Pensée du 02 août 15

« Si donc penser n’est plus, comme Socrate voulait, penser pour le principe, si penser (=parler) n’est plus qu’agir, cette entreprise ne connaît qu’une nécessité, une loi, impitoyable, le succès. Là où se termine le pouvoir de la vérité s’inaugure la vérité du pouvoir. Pouvoir dans tous les sens, pouvoir technique, non détachable de celui de la parole (commanderont, feront faire ceux qui savent parler), pouvoir politique enfin. Le maître des mots deviendra le maître des hommes.

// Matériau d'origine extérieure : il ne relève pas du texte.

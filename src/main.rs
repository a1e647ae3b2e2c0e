//! Live Metric Feed: binary entrypoint.
//! Polls the pair price and the token supply, animates them along with the
//! derived market cap and logs each rendered line when it changes. Stops on Ctrl-C.

use std::sync::Arc;
use std::time::Duration;

use anyhow::{Context, Result};
use tokio::time::{self, MissedTickBehavior};
use tracing::info;

use live_metric_feed::animate::driver::{self, DEFAULT_FRAME_PERIOD};
use live_metric_feed::feed::{self, Jitter};
use live_metric_feed::source::PRICE_DECIMALS;
use live_metric_feed::supply::watch_market_cap;
use live_metric_feed::{
    config, telemetry, AnimationSpec, Animator, ChainRatioSource, Direction, FileStore,
    HttpNumericSource, MetricFeed, MetricSnapshot, NumberFormat, SharedClock, SupplyStats,
    SystemClock,
};

const PRICE_KEY: &str = "feed:price";
const SUPPLY_KEY: &str = "feed:supply_total";
const RENDER_PERIOD: Duration = Duration::from_secs(1);

fn arrow(direction: Direction) -> &'static str {
    match direction {
        Direction::Increased => "▲",
        Direction::Decreased => "▼",
        Direction::Unchanged => "=",
        Direction::Unknown => " ",
    }
}

#[tokio::main]
async fn main() -> Result<()> {
    // Load .env in local/dev; missing file is fine.
    let _ = dotenvy::dotenv();
    telemetry::init_tracing();

    let settings = config::load().context("loading feed settings")?;
    info!(
        rpc = %settings.rpc_url,
        supply = %settings.supply_url,
        reduced_motion = settings.reduced_motion,
        "starting live metric feed"
    );

    let cache = Arc::new(FileStore::new(&settings.cache_path));
    info!(path = %cache.path().display(), "value cache");
    let clock: SharedClock = Arc::new(SystemClock);

    // --- Price: chain ratio, jittered between fetches ---
    let price_cfg = settings.price_poll_config();
    let price_source =
        ChainRatioSource::new(settings.chain_ratio_config()?, price_cfg.retry_policy())?;
    let mut price_feed = MetricFeed::new(
        PRICE_KEY,
        price_cfg,
        Arc::new(price_source),
        cache.clone(),
        clock.clone(),
    );
    if settings.jitter {
        price_feed = price_feed.with_jitter(Jitter::new(PRICE_DECIMALS));
    }
    let price = feed::spawn(price_feed);

    // --- Supply: HTTP endpoint ---
    let supply_cfg = settings.supply_poll_config();
    let supply_source =
        HttpNumericSource::new(settings.supply_url.clone(), supply_cfg.retry_policy())?;
    let supply = feed::spawn(MetricFeed::new(
        SUPPLY_KEY,
        supply_cfg,
        Arc::new(supply_source),
        cache.clone(),
        clock.clone(),
    ));

    // --- Animators ---
    let initial_supply = settings.initial_supply;
    let price_anim = driver::spawn(
        Animator::new(AnimationSpec::simple(), 0.0, settings.reduced_motion),
        price.subscribe(),
        |s: &MetricSnapshot| s.value,
        clock.clone(),
        DEFAULT_FRAME_PERIOD,
    );
    let burned_anim = driver::spawn(
        Animator::new(AnimationSpec::staged(), 0.0, settings.reduced_motion),
        supply.subscribe(),
        move |s: &MetricSnapshot| {
            SupplyStats::from_snapshot(s, initial_supply).map(|x| x.burned)
        },
        clock.clone(),
        DEFAULT_FRAME_PERIOD,
    );
    let circulating_anim = driver::spawn(
        Animator::new(AnimationSpec::simple(), 0.0, settings.reduced_motion),
        supply.subscribe(),
        move |s: &MetricSnapshot| {
            SupplyStats::from_snapshot(s, initial_supply).map(|x| x.circulating_supply)
        },
        clock.clone(),
        DEFAULT_FRAME_PERIOD,
    );
    let market_cap_anim = driver::spawn(
        Animator::new(AnimationSpec::simple(), 0.0, settings.reduced_motion),
        watch_market_cap(price.subscribe(), supply.subscribe(), initial_supply),
        |cap: &Option<f64>| *cap,
        clock.clone(),
        DEFAULT_FRAME_PERIOD,
    );

    // --- Render loop ---
    let price_fmt = NumberFormat::with_digits(PRICE_DECIMALS as usize).prefix("$");
    let burned_fmt = NumberFormat::with_digits(5);
    let supply_fmt = NumberFormat::default();
    let market_cap_fmt = NumberFormat::default().prefix("$");

    let mut render = time::interval(RENDER_PERIOD);
    render.set_missed_tick_behavior(MissedTickBehavior::Skip);
    let mut last_line = String::new();
    let shutdown = tokio::signal::ctrl_c();
    tokio::pin!(shutdown);

    loop {
        tokio::select! {
            res = &mut shutdown => {
                if let Err(e) = res {
                    tracing::warn!(error = %e, "ctrl-c handler failed, shutting down");
                }
                break;
            }
            _ = render.tick() => {
                let snap = price.latest();
                let line = format!(
                    "price {} {} | market cap {} | circulating {} | burned {}",
                    price_fmt.render(price_anim.current()),
                    arrow(snap.direction),
                    market_cap_fmt.render(market_cap_anim.current()),
                    supply_fmt.render(circulating_anim.current()),
                    burned_fmt.render(burned_anim.current()),
                );
                if line != last_line {
                    let supply_state = supply.latest().state;
                    info!(price_state = ?snap.state, ?supply_state, "{line}");
                    last_line = line;
                }
            }
        }
    }

    info!("shutting down");
    price_anim.shutdown().await;
    burned_anim.shutdown().await;
    circulating_anim.shutdown().await;
    market_cap_anim.shutdown().await;
    price.shutdown().await;
    supply.shutdown().await;
    Ok(())
}
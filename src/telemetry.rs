// src/telemetry.rs
//! Tracing subscriber setup and metric descriptions.
//!
//! Metrics go through the `metrics` facade; without an installed recorder
//! they are no-ops, so library users pay nothing unless they opt in.

use metrics::{describe_counter, describe_gauge, describe_histogram};
use once_cell::sync::OnceCell;
use tracing_subscriber::{fmt, prelude::*, EnvFilter};

pub const DEFAULT_LOG_FILTER: &str = "live_metric_feed=info,warn";
pub const ENV_LOG_JSON: &str = "FEED_LOG_JSON";

/// Install the global subscriber. `RUST_LOG` overrides the default filter,
/// `FEED_LOG_JSON=1` switches to one JSON object per line.
///
/// Safe to call twice; the second call is a no-op.
pub fn init_tracing() {
    let filter =
        EnvFilter::try_from_default_env().unwrap_or_else(|_| EnvFilter::new(DEFAULT_LOG_FILTER));
    let json = std::env::var(ENV_LOG_JSON).ok().is_some_and(|v| v == "1");

    let registry = tracing_subscriber::registry().with(filter);
    let res = if json {
        registry.with(fmt::layer().json()).try_init()
    } else {
        registry.with(fmt::layer().compact()).try_init()
    };
    if res.is_err() {
        tracing::debug!("tracing subscriber already installed");
    }
}

/// Register help texts once per process.
pub fn ensure_metrics_described() {
    static ONCE: OnceCell<()> = OnceCell::new();
    ONCE.get_or_init(|| {
        describe_counter!("feed_fetch_total", "Source fetches completed (success or failure).");
        describe_counter!(
            "feed_fetch_errors_total",
            "Fetches that failed after all retries or produced a non-finite value."
        );
        describe_counter!("feed_cache_hits_total", "Feeds started from a valid cache entry.");
        describe_counter!(
            "feed_stale_results_total",
            "Fetch results dropped because a newer result was already applied."
        );
        describe_gauge!("feed_value", "Last real value per feed.");
        describe_histogram!(
            "feed_fetch_ms",
            "Source fetch latency in milliseconds, retries included."
        );
    });
}

#[cfg(test)]
mod tests {
    use super::*;

    #[test]
    fn init_twice_does_not_panic() {
        init_tracing();
        init_tracing();
        ensure_metrics_described();
        ensure_metrics_described();
    }
}
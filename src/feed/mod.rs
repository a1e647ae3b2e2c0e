//! # Metric Feed
//! Cache-first polling of one [`MetricSource`].
//!
//! Lifecycle: `Uninitialized`/`Seeded`/`Fresh` at construction (cache hit wins,
//! then the configured seed), `Fresh <-> Stale` while running, `Closed` on
//! teardown. Fetch failures are silent: the last real value stays on screen.
//!
//! Jitter is display-only. It never reaches the cache and never moves
//! `direction`, which always compares real fetches with each other.

pub mod jitter;
mod runner;

use std::sync::Arc;
use std::time::{Duration, Instant};

use anyhow::Result;
use metrics::{counter, gauge, histogram};

use crate::cache::CacheStore;
use crate::clock::SharedClock;
use crate::source::{MetricSource, RetryPolicy};
use crate::telemetry::ensure_metrics_described;

pub use jitter::Jitter;
pub use runner::{spawn, FeedHandle, JITTER_PERIOD};

/// Polling faster than this is clamped.
pub const MIN_POLL_INTERVAL: Duration = Duration::from_secs(2);

#[derive(Debug, Clone, Copy, PartialEq)]
pub struct PollConfig {
    pub interval: Duration,
    pub ttl: Duration,
    pub seed_value: Option<f64>,
    /// Total attempts per fetch, first one included.
    pub max_retries: u32,
    pub per_attempt_timeout: Duration,
}

impl PollConfig {
    pub fn new(interval: Duration, ttl: Duration, seed_value: Option<f64>) -> Self {
        let defaults = RetryPolicy::default();
        Self {
            interval: interval.max(MIN_POLL_INTERVAL),
            ttl,
            seed_value: seed_value.filter(|v| v.is_finite()),
            max_retries: defaults.max_attempts,
            per_attempt_timeout: defaults.per_attempt_timeout,
        }
    }

    pub fn with_retries(mut self, attempts: u32) -> Self {
        self.max_retries = attempts;
        self
    }

    pub fn with_attempt_timeout(mut self, timeout: Duration) -> Self {
        self.per_attempt_timeout = timeout;
        self
    }

    pub fn retry_policy(&self) -> RetryPolicy {
        RetryPolicy::default()
            .with_attempts(self.max_retries)
            .with_timeout(self.per_attempt_timeout)
    }
}

#[derive(Debug, Clone, Copy, PartialEq, Eq)]
pub enum Direction {
    Unknown,
    Increased,
    Decreased,
    Unchanged,
}

impl Direction {
    pub fn between(prev: Option<f64>, next: f64) -> Self {
        match prev {
            None => Direction::Unknown,
            Some(p) if next > p => Direction::Increased,
            Some(p) if next < p => Direction::Decreased,
            Some(_) => Direction::Unchanged,
        }
    }
}

#[derive(Debug, Clone, Copy, PartialEq, Eq)]
pub enum FeedState {
    Uninitialized,
    Seeded,
    Fresh,
    Stale,
    Closed,
}

/// What the UI reads. `value` is the displayed value (jitter included).
#[derive(Debug, Clone, Copy, PartialEq)]
pub struct MetricSnapshot {
    pub value: Option<f64>,
    pub direction: Direction,
    pub state: FeedState,
}

pub struct MetricFeed {
    key: String,
    config: PollConfig,
    source: Arc<dyn MetricSource>,
    cache: Arc<dyn CacheStore>,
    clock: SharedClock,
    jitter: Option<Jitter>,

    state: FeedState,
    real: Option<f64>,
    displayed: Option<f64>,
    direction: Direction,
    next_fetch_at_ms: i64,
    issued_seq: u64,
    applied_seq: u64,
}

fn millis(d: Duration) -> i64 {
    i64::try_from(d.as_millis()).unwrap_or(i64::MAX)
}

impl MetricFeed {
    /// Reads the cache once; a valid entry makes the feed `Fresh` and holds
    /// off the network until that entry expires.
    pub fn new(
        key: impl Into<String>,
        config: PollConfig,
        source: Arc<dyn MetricSource>,
        cache: Arc<dyn CacheStore>,
        clock: SharedClock,
    ) -> Self {
        ensure_metrics_described();

        let key = key.into();
        let now = clock.now_ms();
        let mut feed = Self {
            key,
            config,
            source,
            cache,
            clock,
            jitter: None,
            state: FeedState::Uninitialized,
            real: None,
            displayed: None,
            direction: Direction::Unknown,
            next_fetch_at_ms: 0,
            issued_seq: 0,
            applied_seq: 0,
        };

        if let Some(hit) = feed.cache.get(&feed.key, config.ttl, now) {
            counter!("feed_cache_hits_total", "feed" => feed.key.clone()).increment(1);
            tracing::debug!(
                feed = %feed.key,
                value = hit.value,
                ts = hit.timestamp,
                "starting from cache"
            );
            feed.real = Some(hit.value);
            feed.displayed = Some(hit.value);
            feed.state = FeedState::Fresh;
            feed.next_fetch_at_ms = hit.timestamp.saturating_add(millis(config.ttl));
        } else if let Some(seed) = config.seed_value {
            tracing::debug!(feed = %feed.key, seed, "starting from seed");
            feed.real = Some(seed);
            feed.displayed = Some(seed);
            feed.state = FeedState::Seeded;
        }
        feed
    }

    pub fn with_jitter(mut self, jitter: Jitter) -> Self {
        self.jitter = Some(jitter);
        self
    }

    pub fn key(&self) -> &str {
        &self.key
    }

    pub fn config(&self) -> &PollConfig {
        &self.config
    }

    pub fn source(&self) -> Arc<dyn MetricSource> {
        Arc::clone(&self.source)
    }

    pub fn has_jitter(&self) -> bool {
        self.jitter.is_some()
    }

    pub fn state(&self) -> FeedState {
        self.state
    }

    /// Last value that came from the cache, a fetch, or the seed.
    pub fn real_value(&self) -> Option<f64> {
        self.real
    }

    pub fn snapshot(&self) -> MetricSnapshot {
        MetricSnapshot {
            value: self.displayed,
            direction: self.direction,
            state: self.state,
        }
    }

    /// Decide whether this tick goes to the network. Returns the sequence
    /// number the eventual result must be applied with.
    pub fn begin_fetch(&mut self) -> Option<u64> {
        if self.state == FeedState::Closed {
            return None;
        }
        let now = self.clock.now_ms();
        if now < self.next_fetch_at_ms {
            return None;
        }
        if self.state == FeedState::Fresh {
            self.state = FeedState::Stale;
        }
        self.issued_seq += 1;
        Some(self.issued_seq)
    }

    /// Apply a finished fetch. Returns true when the snapshot changed.
    ///
    /// Results older than the newest applied one are dropped, so a slow retry
    /// from an earlier tick cannot overwrite a later answer.
    pub fn apply(&mut self, seq: u64, outcome: Result<f64>) -> bool {
        if self.state == FeedState::Closed {
            return false;
        }
        let value = match outcome {
            Ok(v) if v.is_finite() => v,
            Ok(v) => {
                tracing::debug!(feed = %self.key, value = v, "source returned a non-finite value");
                counter!("feed_fetch_errors_total", "feed" => self.key.clone()).increment(1);
                return false;
            }
            Err(e) => {
                tracing::debug!(
                    feed = %self.key,
                    error = %format!("{e:#}"),
                    "fetch failed, keeping last value"
                );
                counter!("feed_fetch_errors_total", "feed" => self.key.clone()).increment(1);
                return false;
            }
        };
        if seq <= self.applied_seq {
            tracing::debug!(
                feed = %self.key,
                seq,
                applied = self.applied_seq,
                "dropping out-of-order result"
            );
            counter!("feed_stale_results_total", "feed" => self.key.clone()).increment(1);
            return false;
        }
        self.applied_seq = seq;

        let now = self.clock.now_ms();
        self.direction = Direction::between(self.real, value);
        self.real = Some(value);
        self.displayed = Some(value);
        self.cache.set(&self.key, value, now);
        self.next_fetch_at_ms = now.saturating_add(millis(self.config.ttl));
        self.state = FeedState::Fresh;

        gauge!("feed_value", "feed" => self.key.clone()).set(value);
        tracing::debug!(feed = %self.key, value, direction = ?self.direction, "applied");
        true
    }

    /// One sequential poll step: skip while fresh, otherwise fetch and apply.
    pub async fn tick(&mut self) -> bool {
        let Some(seq) = self.begin_fetch() else {
            return false;
        };
        let source = self.source();
        let outcome = timed_fetch(source.as_ref(), &self.key).await;
        self.apply(seq, outcome)
    }

    /// Nudge the displayed value around the last real one.
    pub fn jitter_tick(&mut self) -> Option<f64> {
        if self.state == FeedState::Closed {
            return None;
        }
        let base = self.real?;
        let jitter = self.jitter.as_mut()?;
        let v = jitter.nudge(base);
        self.displayed = Some(v);
        Some(v)
    }

    pub fn close(&mut self) {
        self.state = FeedState::Closed;
    }
}

pub(crate) async fn timed_fetch(source: &dyn MetricSource, key: &str) -> Result<f64> {
    let t0 = Instant::now();
    let out = source.fetch().await;
    counter!("feed_fetch_total", "feed" => key.to_string()).increment(1);
    histogram!("feed_fetch_ms", "feed" => key.to_string())
        .record(t0.elapsed().as_secs_f64() * 1_000.0);
    out
}
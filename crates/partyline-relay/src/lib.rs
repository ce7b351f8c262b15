//! Relay core for Partyline
//!
//! Bridges an interactive text-entry surface to a topic-based
//! publish/subscribe bus so that two or more participants can exchange short
//! text lines through a shared channel. The relay owns the only parts of the
//! system with real ordering, concurrency, and failure-handling concerns:
//!
//! - [`Session`]: pure state machine driving startup, the bounded poll loop,
//!   termination-token detection, and shutdown
//! - [`Relay`]: driver that runs the poll loop on a dedicated thread and
//!   executes the actions the session produces
//! - [`Publisher`]: outbound path turning locally entered text into bus
//!   messages, fire-and-forget
//! - [`DisplaySink`]: contract for delivering received text to a display
//!   surface running on a separate execution context
//! - [`bus`]: producer/consumer handle abstractions with an in-memory broker
//!   and an optional Kafka backend (`kafka` feature)
//!
//! # Architecture
//!
//! The session follows the Sans-IO, action-based pattern: events go in
//! ([`SessionEvent`]), pure state transitions happen, and actions come out
//! ([`SessionAction`]) for the driver to execute. The same machine runs under
//! the production poll loop and under deterministic tests.

#![forbid(unsafe_code)]
#![deny(missing_docs)]

pub mod bus;
mod config;
mod display;
mod error;
mod event;
mod message;
mod publisher;
mod relay;
mod session;

pub use bus::{
    BusConsumer, BusProducer,
    memory::{MemoryBus, MemoryConsumer, MemoryProducer},
};
pub use config::{
    DEFAULT_POLL_TIMEOUT, END_OF_SESSION, OffsetReset, ParseOffsetResetError, RelayConfig,
};
pub use display::{DisplaySink, NoticeSender, UiNotice};
pub use error::RelayError;
pub use event::{SessionAction, SessionEvent};
pub use message::Message;
pub use publisher::Publisher;
pub use relay::Relay;
pub use session::{Session, SessionState};
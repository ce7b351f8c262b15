//! Session state machine.
//!
//! Pure machine governing the relay lifecycle: subscription at startup, the
//! bounded poll loop, detection of the reserved termination token, and
//! shutdown. No I/O happens here; the driver executes the returned actions.

use crate::{
    error::RelayError,
    event::{SessionAction, SessionEvent},
    message::Message,
};

/// Lifecycle state of a session.
///
/// States only move forward through
/// `Starting -> Running -> Closing -> Closed`; no state is revisited.
#[derive(Debug, Clone, Copy, PartialEq, Eq, PartialOrd, Ord)]
pub enum SessionState {
    /// Subscription in progress.
    Starting,
    /// Poll loop active, messages flowing.
    Running,
    /// Termination observed; input disabled, handles being released.
    Closing,
    /// Terminal. No further delivery or publish is attempted.
    Closed,
}

impl SessionState {
    pub(crate) fn as_u8(self) -> u8 {
        match self {
            Self::Starting => 0,
            Self::Running => 1,
            Self::Closing => 2,
            Self::Closed => 3,
        }
    }

    pub(crate) fn from_u8(value: u8) -> Self {
        match value {
            0 => Self::Starting,
            1 => Self::Running,
            2 => Self::Closing,
            _ => Self::Closed,
        }
    }
}

/// The relay's session state machine.
///
/// Exactly one session exists per relay instance. It owns the lifecycle of
/// the bus handles conceptually; the driver holds them and executes the
/// [`SessionAction::CloseBus`] release exactly once.
#[derive(Debug, Clone)]
pub struct Session {
    state: SessionState,
    termination_token: String,
}

impl Session {
    /// Create a session in `Starting` with the given termination token.
    pub fn new(termination_token: impl Into<String>) -> Self {
        Self { state: SessionState::Starting, termination_token: termination_token.into() }
    }

    /// Current lifecycle state.
    pub fn state(&self) -> SessionState {
        self.state
    }

    /// Terminal-detection predicate: does this payload equal the reserved
    /// termination token?
    pub fn is_termination(&self, value: &str) -> bool {
        value == self.termination_token
    }

    /// Process an event and return actions for the driver.
    ///
    /// # Errors
    ///
    /// Returns [`RelayError::SessionClosed`] for any event handled after the
    /// session reached `Closed`.
    pub fn handle(&mut self, event: SessionEvent) -> Result<Vec<SessionAction>, RelayError> {
        if self.state == SessionState::Closed {
            return Err(RelayError::SessionClosed);
        }

        match event {
            SessionEvent::Subscribed => {
                if self.state == SessionState::Starting {
                    self.state = SessionState::Running;
                }
                Ok(Vec::new())
            },

            SessionEvent::Batch(messages) => Ok(self.handle_batch(messages)),

            SessionEvent::PollFailed(error) => {
                if self.state == SessionState::Running && error.is_connection_fatal() {
                    let mut actions = vec![SessionAction::Report(error)];
                    actions.extend(self.begin_close());
                    Ok(actions)
                } else {
                    Ok(vec![SessionAction::Report(error)])
                }
            },

            SessionEvent::CloseRequested => {
                if self.state == SessionState::Closing {
                    Ok(Vec::new())
                } else {
                    Ok(self.begin_close())
                }
            },
        }
    }

    /// Acknowledge that the bus handles were released.
    ///
    /// Idempotent; calling it on an already-closed session is a no-op.
    pub fn complete_close(&mut self) {
        self.state = SessionState::Closed;
    }

    /// Drain a batch, forwarding in arrival order until the termination
    /// token.
    ///
    /// Messages preceding the token in the batch are still delivered (they
    /// were sent before termination); the token itself and everything after
    /// it are not.
    fn handle_batch(&mut self, messages: Vec<Message>) -> Vec<SessionAction> {
        if self.state != SessionState::Running {
            return Vec::new();
        }

        let mut actions = Vec::with_capacity(messages.len());
        for message in messages {
            if self.is_termination(&message.value) {
                actions.extend(self.begin_close());
                break;
            }
            actions.push(SessionAction::Forward(message));
        }
        actions
    }

    /// Transition to `Closing` and emit the shutdown sequence.
    fn begin_close(&mut self) -> Vec<SessionAction> {
        self.state = SessionState::Closing;
        vec![SessionAction::DisableInput, SessionAction::CloseBus]
    }
}

#[cfg(test)]
#[allow(clippy::unwrap_used)]
mod tests {
    use super::*;
    use crate::config::END_OF_SESSION;

    fn running_session() -> Session {
        let mut session = Session::new(END_OF_SESSION);
        let actions = session.handle(SessionEvent::Subscribed).unwrap();
        assert!(actions.is_empty());
        assert_eq!(session.state(), SessionState::Running);
        session
    }

    fn line(value: &str, offset: i64) -> Message {
        Message::new("demo", value, 0, offset)
    }

    #[test]
    fn batch_is_forwarded_in_arrival_order() {
        let mut session = running_session();
        let actions = session
            .handle(SessionEvent::Batch(vec![line("a", 0), line("b", 1), line("c", 2)]))
            .unwrap();

        let forwarded: Vec<&str> = actions
            .iter()
            .filter_map(|a| match a {
                SessionAction::Forward(m) => Some(m.value.as_str()),
                _ => None,
            })
            .collect();
        assert_eq!(forwarded, ["a", "b", "c"]);
        assert_eq!(session.state(), SessionState::Running);
    }

    #[test]
    fn token_stops_the_batch_but_keeps_the_prefix() {
        let mut session = running_session();
        let actions = session
            .handle(SessionEvent::Batch(vec![
                line("a", 0),
                line(END_OF_SESSION, 1),
                line("late", 2),
            ]))
            .unwrap();

        assert_eq!(
            actions,
            vec![
                SessionAction::Forward(line("a", 0)),
                SessionAction::DisableInput,
                SessionAction::CloseBus,
            ]
        );
        assert_eq!(session.state(), SessionState::Closing);
    }

    #[test]
    fn no_delivery_once_closing() {
        let mut session = running_session();
        session.handle(SessionEvent::Batch(vec![line(END_OF_SESSION, 0)])).unwrap();

        let actions = session.handle(SessionEvent::Batch(vec![line("late", 1)])).unwrap();
        assert!(actions.is_empty());
    }

    #[test]
    fn transient_poll_failure_keeps_running() {
        let mut session = running_session();
        let error = RelayError::Poll { message: "bad payload".into(), fatal: false };
        let actions = session.handle(SessionEvent::PollFailed(error.clone())).unwrap();

        assert_eq!(actions, vec![SessionAction::Report(error)]);
        assert_eq!(session.state(), SessionState::Running);
    }

    #[test]
    fn fatal_poll_failure_forces_closing() {
        let mut session = running_session();
        let error = RelayError::Poll { message: "all brokers down".into(), fatal: true };
        let actions = session.handle(SessionEvent::PollFailed(error.clone())).unwrap();

        assert_eq!(
            actions,
            vec![
                SessionAction::Report(error),
                SessionAction::DisableInput,
                SessionAction::CloseBus,
            ]
        );
        assert_eq!(session.state(), SessionState::Closing);
    }

    #[test]
    fn close_request_from_running_emits_shutdown_sequence() {
        let mut session = running_session();
        let actions = session.handle(SessionEvent::CloseRequested).unwrap();
        assert_eq!(actions, vec![SessionAction::DisableInput, SessionAction::CloseBus]);
        assert_eq!(session.state(), SessionState::Closing);

        // A second request while closing is a no-op.
        assert!(session.handle(SessionEvent::CloseRequested).unwrap().is_empty());
    }

    #[test]
    fn handle_after_closed_fails_with_session_closed() {
        let mut session = running_session();
        session.handle(SessionEvent::CloseRequested).unwrap();
        session.complete_close();
        assert_eq!(session.state(), SessionState::Closed);

        let result = session.handle(SessionEvent::Batch(vec![line("a", 0)]));
        assert_eq!(result, Err(RelayError::SessionClosed));
    }

    #[test]
    fn complete_close_is_idempotent() {
        let mut session = running_session();
        session.handle(SessionEvent::CloseRequested).unwrap();
        session.complete_close();
        session.complete_close();
        assert_eq!(session.state(), SessionState::Closed);
    }

    #[test]
    fn states_only_move_forward() {
        let mut session = Session::new(END_OF_SESSION);
        assert_eq!(session.state(), SessionState::Starting);
        session.handle(SessionEvent::Subscribed).unwrap();
        // A stray Subscribed never moves the state backwards.
        session.handle(SessionEvent::CloseRequested).unwrap();
        session.handle(SessionEvent::Subscribed).unwrap();
        assert_eq!(session.state(), SessionState::Closing);
    }

    #[test]
    fn state_encoding_round_trips() {
        for state in [
            SessionState::Starting,
            SessionState::Running,
            SessionState::Closing,
            SessionState::Closed,
        ] {
            assert_eq!(SessionState::from_u8(state.as_u8()), state);
        }
    }
}
//! Display surface contract and UI-thread marshalling.
//!
//! The poll loop runs on its own execution context and must never mutate
//! UI-owned state directly. [`DisplaySink`] is the capability injected into
//! the relay; the provided [`NoticeSender`] implementation posts
//! [`UiNotice`] values over a channel that the UI event loop drains on its
//! own task, so the actual mutation always happens on the UI's thread.

use tokio::sync::mpsc;

/// Display/enable-state update requests the core sends to the UI adapter.
///
/// One-way notifications: no return value is observed by the core.
#[derive(Debug, Clone, PartialEq, Eq)]
pub enum UiNotice {
    /// Append a line to the visible transcript.
    Append(String),
    /// Enable or disable further text entry.
    InputEnabled(bool),
}

/// Contract for delivering text and enable-state updates to a display
/// surface that runs on a separate execution context.
///
/// Both operations must be safe to invoke from a non-UI execution context
/// by internally scheduling the actual mutation onto the UI's own thread.
/// Neither may block the caller waiting for the UI to finish.
pub trait DisplaySink: Send + 'static {
    /// Append a line to the visible transcript.
    fn append_text(&self, text: &str);

    /// Enable or disable further text entry.
    fn set_input_enabled(&self, enabled: bool);
}

/// Channel-backed [`DisplaySink`].
///
/// Sends are non-blocking; if the UI side has already gone away during
/// shutdown the notice is dropped, which is the correct behavior for a
/// one-way notification.
#[derive(Debug, Clone)]
pub struct NoticeSender {
    tx: mpsc::UnboundedSender<UiNotice>,
}

impl NoticeSender {
    /// Create a sink plus the receiver the UI event loop should drain.
    pub fn channel() -> (Self, mpsc::UnboundedReceiver<UiNotice>) {
        let (tx, rx) = mpsc::unbounded_channel();
        (Self { tx }, rx)
    }
}

impl DisplaySink for NoticeSender {
    fn append_text(&self, text: &str) {
        let _ = self.tx.send(UiNotice::Append(text.to_string()));
    }

    fn set_input_enabled(&self, enabled: bool) {
        let _ = self.tx.send(UiNotice::InputEnabled(enabled));
    }
}

#[cfg(test)]
#[allow(clippy::unwrap_used)]
mod tests {
    use super::*;

    #[test]
    fn notices_arrive_in_send_order() {
        let (sink, mut rx) = NoticeSender::channel();
        sink.append_text("a");
        sink.set_input_enabled(false);
        sink.append_text("b");

        assert_eq!(rx.try_recv().unwrap(), UiNotice::Append("a".into()));
        assert_eq!(rx.try_recv().unwrap(), UiNotice::InputEnabled(false));
        assert_eq!(rx.try_recv().unwrap(), UiNotice::Append("b".into()));
    }

    #[test]
    fn send_after_receiver_dropped_is_ignored() {
        let (sink, rx) = NoticeSender::channel();
        drop(rx);
        sink.append_text("into the void");
    }
}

Qui use « bien » des mots abusera des hommes. Les beaux parleurs l’emporteront en tous sujets sur les personnes compétentes, et la technocratie, ce règne du simulacre, est assurée de ne jamais en manquer… Le discours s’affirme comme l’arme absolue, puisqu’il sera possible, grâce à lui, d’avoir raison des autres sans avoir raison tout court, d’avoir raison de tout sans avoir de raison du tout. Pourquoi leurs élèves acceptent-ils sans maugréer de payer si cher les sophistes? Parce qu’ils sont au fait de la prodigieuse économie qu’ils réalisent de la sorte. Les sophistes apprennent à se passer d’apprendre ».

Hubert GRENIER, La Connaissance philosophique, p. 82.